Bornea and Sipadan is One of the Best Dive Spots

Diving in Sipadan is one of the last beautiful tropical places remaining

Most meaningful experience: Diving in Sipadan, one of the best dive sites in the world. Exploring the island of Mabul where people lived basically and still enjoyed life.

Diving the marine-filled waters of Sipadan Island with Scuba Junkie.

Top tips:

  • Feast at one of the Cantonese-run seafood restaurants in Semporna.
  • Explore the island of Mabul and play basketball with the locals.
  • Trek to the summit of Mount Kinabalu – one of the world’s most biodiverse regions. (I missed it!)

Split into three different countries (Brunei, Indonesia and Malaysia), Borneo is a jungle-swathed island that’s home to protected forests, palm tree plantations and outstanding diving.
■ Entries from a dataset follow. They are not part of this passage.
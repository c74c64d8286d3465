use prometheus_client::{
    encoding::EncodeLabelSet,
    metrics::{counter::Counter, family::Family},
    registry::Registry,
};
use std::sync::{Arc, Mutex};

#[derive(Clone, Debug, Hash, PartialEq, Eq, EncodeLabelSet)]
pub struct Dropped {
    pub reason: String,
}

impl Dropped {
    pub fn new(reason: &str) -> Self {
        Self {
            reason: reason.to_string(),
        }
    }
}

/// Counters shared by every dispatcher created for a simulator (they survive reloads).
#[derive(Clone, Default)]
pub struct Metrics {
    pub dispatched: Counter,
    pub delivered: Counter,
    pub dropped: Family<Dropped, Counter>,
}

impl Metrics {
    /// Create the counters and register them with `registry`.
    pub fn new(registry: &Arc<Mutex<Registry>>) -> Self {
        let metrics = Self::default();
        let mut registry = registry.lock().unwrap();
        registry.register(
            "mads_dispatched",
            "MADs submitted for delivery",
            metrics.dispatched.clone(),
        );
        registry.register(
            "mads_delivered",
            "MADs delivered to a node",
            metrics.delivered.clone(),
        );
        registry.register(
            "mads_dropped",
            "MADs dropped before delivery",
            metrics.dropped.clone(),
        );
        metrics
    }

    pub(crate) fn record_drop(&self, reason: &str) {
        self.dropped.get_or_create(&Dropped::new(reason)).inc();
    }
}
It’s dominated by the towering mountain of Kinabalu, which supports more than 5,000 species of plants and has been designated as a UNESCO World Heritage Site.
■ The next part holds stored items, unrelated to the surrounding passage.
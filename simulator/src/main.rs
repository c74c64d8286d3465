//! Simulate an InfiniBand subnet and administer it from the terminal.
//!
//! The fabric is described by a YAML topology file. Once it is built, every node
//! answers subnet management, performance management and vendor-specific queries, and
//! commands read from stdin can link, unlink and reconfigure it while traffic flows.
//!
//! # Usage
//!
//! ```sh
//! cargo run --release --bin ibsim -- --topology fabric.yaml --workers 8 --delay-avg 100
//! ```
//!
//! Type `help` at the prompt for the list of commands.

use clap::{value_parser, Arg, ArgAction, Command};
use ibsim_fabric::{
    console::{Console, Outcome},
    simulator::{Config, Simulator, Source},
    Error,
};
use prometheus_client::{encoding::text::encode, registry::Registry};
use std::{
    io::{self, BufRead, Write},
    path::PathBuf,
    process::ExitCode,
    sync::{Arc, Mutex},
    time::Duration,
};
use tracing::{error, info, level_filters::LevelFilter};
use tracing_subscriber::{layer::SubscriberExt, reload, util::SubscriberInitExt};

fn main() -> ExitCode {
    // Parse arguments
    let matches = Command::new("ibsim")
        .about("simulate the management plane of an InfiniBand subnet")
        .version(env!("CARGO_PKG_VERSION"))
        .arg(
            Arg::new("topology")
                .long("topology")
                .short('t')
                .required(true)
                .value_parser(value_parser!(PathBuf))
                .help("YAML file describing nodes and links"),
        )
        .arg(
            Arg::new("workers")
                .long("workers")
                .short('w')
                .default_value("5")
                .value_parser(value_parser!(usize))
                .help("Threads delivering MADs"),
        )
        .arg(
            Arg::new("delay-avg")
                .long("delay-avg")
                .default_value("50")
                .value_parser(value_parser!(u64))
                .help("Average delivery delay (usec)"),
        )
        .arg(
            Arg::new("delay-stddev")
                .long("delay-stddev")
                .default_value("10")
                .value_parser(value_parser!(u64))
                .help("Standard deviation of the delivery delay (usec)"),
        )
        .arg(
            Arg::new("seed")
                .long("seed")
                .required(false)
                .value_parser(value_parser!(u64))
                .help("Seed for delays and packet drops"),
        )
        .arg(
            Arg::new("guid-dump")
                .long("guid-dump")
                .required(false)
                .value_parser(value_parser!(PathBuf))
                .help("Write the assigned GUIDs to this file"),
        )
        .arg(
            Arg::new("verbose")
                .long("verbose")
                .short('v')
                .action(ArgAction::Count)
                .help("Log more (repeat for trace)"),
        )
        .get_matches();

    // Create logger
    let level = match matches.get_count("verbose") {
        0 => LevelFilter::INFO,
        1 => LevelFilter::DEBUG,
        _ => LevelFilter::TRACE,
    };
    let (filter, handle) = reload::Layer::new(level);
    tracing_subscriber::registry()
        .with(filter)
        .with(tracing_subscriber::fmt::layer().with_thread_names(true))
        .init();

    // Start the simulator
    let topology = matches
        .get_one::<PathBuf>("topology")
        .expect("Please provide a topology")
        .clone();
    let registry = Arc::new(Mutex::new(Registry::with_prefix("ibsim")));
    let config = Config {
        topology: Source::File(topology.clone()),
        workers: *matches.get_one::<usize>("workers").expect("default"),
        delay_avg: Duration::from_micros(*matches.get_one::<u64>("delay-avg").expect("default")),
        delay_stddev: Duration::from_micros(
            *matches.get_one::<u64>("delay-stddev").expect("default"),
        ),
        seed: matches.get_one::<u64>("seed").copied(),
        guid_dump: matches.get_one::<PathBuf>("guid-dump").cloned(),
        registry: registry.clone(),
    };
    let simulator = match Simulator::new(config) {
        Ok(simulator) => Arc::new(simulator),
        Err(err) => {
            error!(topology = %topology.display(), ?err, "failed to start simulator");
            return ExitCode::FAILURE;
        }
    };
    info!(
        topology = %topology.display(),
        nodes = simulator.fabric().len(),
        "simulator running"
    );

    // Serve the console until quit or end of input
    let console = Console::new(simulator.clone()).with_verbosity(move |level| {
        handle
            .modify(|filter| *filter = level)
            .map_err(|err| Error::InvalidArgument(err.to_string()))
    });
    let stdin = io::stdin();
    let mut stdout = io::stdout();
    loop {
        let _ = write!(stdout, "ibsim> ");
        let _ = stdout.flush();
        let mut line = String::new();
        match stdin.lock().read_line(&mut line) {
            Ok(0) => break,
            Ok(_) => {}
            Err(err) => {
                error!(?err, "failed to read console");
                break;
            }
        }
        match console.execute(&line) {
            Ok(Outcome::Continue(output)) if output.is_empty() => {}
            Ok(Outcome::Continue(output)) => {
                let _ = writeln!(stdout, "{}", output.trim_end());
            }
            Ok(Outcome::Quit) => break,
            Err(err) => {
                let _ = writeln!(stdout, "error: {err}");
            }
        }
    }
    simulator.shutdown();

    // Report what was moved
    let mut buffer = String::new();
    if encode(&mut buffer, &registry.lock().unwrap()).is_ok() {
        info!(metrics = %buffer.trim_end(), "simulator stopped");
    }
    ExitCode::SUCCESS
}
Unfortunately, I didn’t have time to give Mount Kinabalu the time it deserved and would love to return to climb to the summit and spend some time trekking in the jungle. I’d also love to return to Brunei, which is meant to have some great treks as well.

The main focus of my visit was to go diving in Sipadan, an island that lies in the Celebes Sea off the east coast of Sabah (Malaysian Borneo). I flew into Tawau and made the hour-long drive to Semporna, a coastal town that serves as the gateway to the Tun Sakaran Marine Park. It’s home to some great Hong Kong-style seafood restaurants run by Cantonese owners. We indulged at Fat Mom’s where you must try the fried banana cheese!

From Semporna we took a boat to Mabul Island, a former fishing village that’s now become a hub for the local dive industry. While we did some diving around the island, the major attraction in the area is Sipadan Island, which lies further south and is regarded as one of the best dive destinations in the world.

Sipadan is actually an extinct underwater volcano (with only its peak showing) that’s detached from the main underwater plate and has been formed by the evolution of living corals. In addition to hundreds of coral species, it’s home to more than 400 different types of fish, green and hawksbill turtles, manta rays, scalloped hammerhead sharks and whale sharks.

Until 2004, Sipadan had resorts on it but the Malaysian Government made a wise decision to move them off and designate it as a national protected area. Today you have to secure a permit to visit, but it was definitely worth it, with the fish exhibiting the brightest colors I have ever seen…and there were so many! We weren’t lucky in seeing hammerheads but the diving was still exceptional.

I dove with Scuba Junkie who run a really tight business and you can book all accommodation, food and dives through them. They’re based on Mabul Island, which is worth touring in itself and easy to walk or run around (I did it six times!)

The island’s economy is driven by the local tourism industry, with some houses well established while others were visibly poor and looked like they would collapse with a puff of wind. I pontificated how such a small island could have such a massive economic divide and how easy it would be to lift these people out of poverty. But perhaps there isn’t a system in place to deal with wealth discrepancy.

One of my favorite parts of the island was the really cool basketball court in the middle where locals were playing in their NBA jerseys. Even 9,000 miles of ocean couldn’t stop one of the greatest American exports from reaching this tiny island off the coast of Borneo!

The people lived a very basic life – if poor. They catered to local tourists and tried there best to make ends meet. The resorts did a good job hiring and employing locals but a large amount of the population was left out. Even with these challenges, people smiled and were thankful to see tourists visiting.